Figure 2

rAd-mediated expression of rEDIII-4/2 protein as aGFP fusion. (A) Detection of rAd-mediated bivalent antigen expression by fluorescence microscopy. HEK 293 cells were either infected with rAd-C (panel i), or rAd-Bg (panel ii-iv) for 24 hours and examined either directly for GFP fluorescence (panels i and ii) or analyzed by IFA, using either mAb 3H5 (panel iii) or MAB8704 (panel iv), as the primary antibody in conjunction with rhodamine-conjugated anti-murine IgG as the secondary antibody. (B) Immunoprecipitation of the bivalent protein from infected HEK 293 cells. Cells were infected with rAd-C (lane 2), a rAd expressing DEN-2 E (lane 3 [ref. 45]) or rAd-Bg (lane 4) viruses.

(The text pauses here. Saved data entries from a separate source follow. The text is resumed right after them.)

//! Forbidden-construct denylist and brace balance check.
//!
//! Rejects content that could execute code, touch the filesystem, or change
//! how the engine parses the rest of the document. The balance rule is a
//! count comparison, not a parser: `}{` passes.

use std::sync::OnceLock;

use regex::Regex;

use crate::domain::{FailureKind, VerificationResult};

/// One denylist entry.
#[derive(Debug)]
pub struct DenyRule {
    pub name: &'static str,
    pub pattern: &'static str,
    /// Minimal input that triggers the rule.
    pub sample: &'static str,
    regex: Regex,
}

const RULES: &[(&str, &str, &str)] = &[
    ("write", r"\\write\d*", r"\write18"),
    ("input", r"\\input", r"\input"),
    ("include", r"\\include", r"\include"),
    ("directlua", r"\\directlua", r"\directlua"),
    ("usepackage", r"\\usepackage", r"\usepackage"),
    ("newcommand", r"\\newcommand", r"\newcommand"),
    ("renewcommand", r"\\renewcommand", r"\renewcommand"),
    ("def", r"\\[gex]?def", r"\def"),
    ("catcode", r"\\catcode", r"\catcode"),
    ("openout", r"\\openout", r"\openout"),
    ("openin", r"\\openin", r"\openin"),
    ("newwrite", r"\\newwrite", r"\newwrite"),
    ("immediate", r"\\immediate", r"\immediate"),
    ("shellescape", r"\\ShellEscape", r"\ShellEscape"),
];

/// The fixed denylist, compiled once.
pub fn denylist() -> &'static [DenyRule] {
    static DENYLIST: OnceLock<Vec<DenyRule>> = OnceLock::new();
    DENYLIST.get_or_init(|| {
        RULES
            .iter()
            .map(|&(name, pattern, sample)| DenyRule {
                name,
                pattern,
                sample,
                regex: Regex::new(pattern).expect("denylist patterns are valid regexes"),
            })
            .collect()
    })
}

/// Check `text` against the denylist and the brace balance rule.
pub fn sanitize(text: &str) -> VerificationResult {
    if text.is_empty() {
        return VerificationResult::failed(FailureKind::SchemaFailed, "Empty latex");
    }

    if let Some(rule) = denylist().iter().find(|rule| rule.regex.is_match(text)) {
        return VerificationResult::failed(
            FailureKind::SanitizeFailed,
            format!("Forbidden pattern detected: {}", rule.pattern),
        );
    }

    let (open, close) = brace_counts(text);
    if open != close {
        return VerificationResult::failed(
            FailureKind::SanitizeFailed,
            format!("Unbalanced braces: {{={}, }}={}", open, close),
        );
    }

    VerificationResult::Passed
}

fn brace_counts(text: &str) -> (usize, usize) {
    text.bytes().fold((0, 0), |(open, close), b| match b {
        b'{' => (open + 1, close),
        b'}' => (open, close + 1),
        _ => (open, close),
    })
}

#[cfg(test)]
mod tests {
    use super::*;

    fn code(text: &str) -> Option<FailureKind> {
        sanitize(text).code()
    }

    #[test]
    fn test_empty_is_schema_failure() {
        assert_eq!(code(""), Some(FailureKind::SchemaFailed));
    }

    #[test]
    fn test_balance_is_a_count_rule() {
        assert!(sanitize("{a}{b}").is_passed());
        assert_eq!(code("{a"), Some(FailureKind::SanitizeFailed));
        assert!(sanitize("}{").is_passed());
    }

    #[test]
    fn test_every_rule_rejects_its_sample() {
        for rule in denylist() {
            let result = sanitize(rule.sample);
            assert_eq!(
                result.code(),
                Some(FailureKind::SanitizeFailed),
                "rule {} did not reject {}",
                rule.name,
                rule.sample
            );
            assert!(result.reason().unwrap().contains("Forbidden pattern"));
        }
    }

    #[test]
    fn test_macro_definition_variants() {
        assert_eq!(code(r"\gdef\x{1}"), Some(FailureKind::SanitizeFailed));
        assert_eq!(code(r"\edef\x{1}"), Some(FailureKind::SanitizeFailed));
        assert_eq!(code(r"\write12{x}"), Some(FailureKind::SanitizeFailed));
    }

    #[test]
    fn test_clean_math_passes() {
        let text = r"$\frac{1}{2} + \sqrt{x^2+1} = \sin\theta$ を計算せよ。";
        assert!(sanitize(text).is_passed());
    }

    #[test]
    fn test_denylist_wins_over_balance() {
        let result = sanitize(r"\input{secret");
        assert!(result.reason().unwrap().contains("Forbidden"));
    }

    #[test]
    fn test_huge_input_terminates() {
        let text = "x^2 + ".repeat(40_000);
        assert!(text.len() > 100_000);
        assert!(sanitize(&text).is_passed());
    }

    #[test]
    fn test_deeply_nested_input_terminates() {
        let depth = 200_000;
        let mut text = "{".repeat(depth);
        text.push_str(&"}".repeat(depth));
        assert!(sanitize(&text).is_passed());

        text.push('{');
        assert_eq!(code(&text), Some(FailureKind::SanitizeFailed));
    }

    #[test]
    fn test_arbitrary_bytes_never_panic() {
        let inputs = [
            "\u{0}\u{1}\u{7f}",
            "\\",
            "\\\\\\",
            "$$$$",
            "🙂{🙂}",
            "\u{FEFF}{",
        ];
        for input in inputs {
            let _ = sanitize(input);
        }
    }
}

Infected cells were metabolically labeled with [³⁵S]-methionine, lysed, immunoprecipitated with 3H5 mAb, and analyzed on a denaturing 15% polyacrylamide gel. Pre-stained protein markers were run on the same gel (lane 1); their sizes (in kDa) are indicated on the left. The arrows on the right show the positions of the bivalent protein (upper) and the E protein (lower).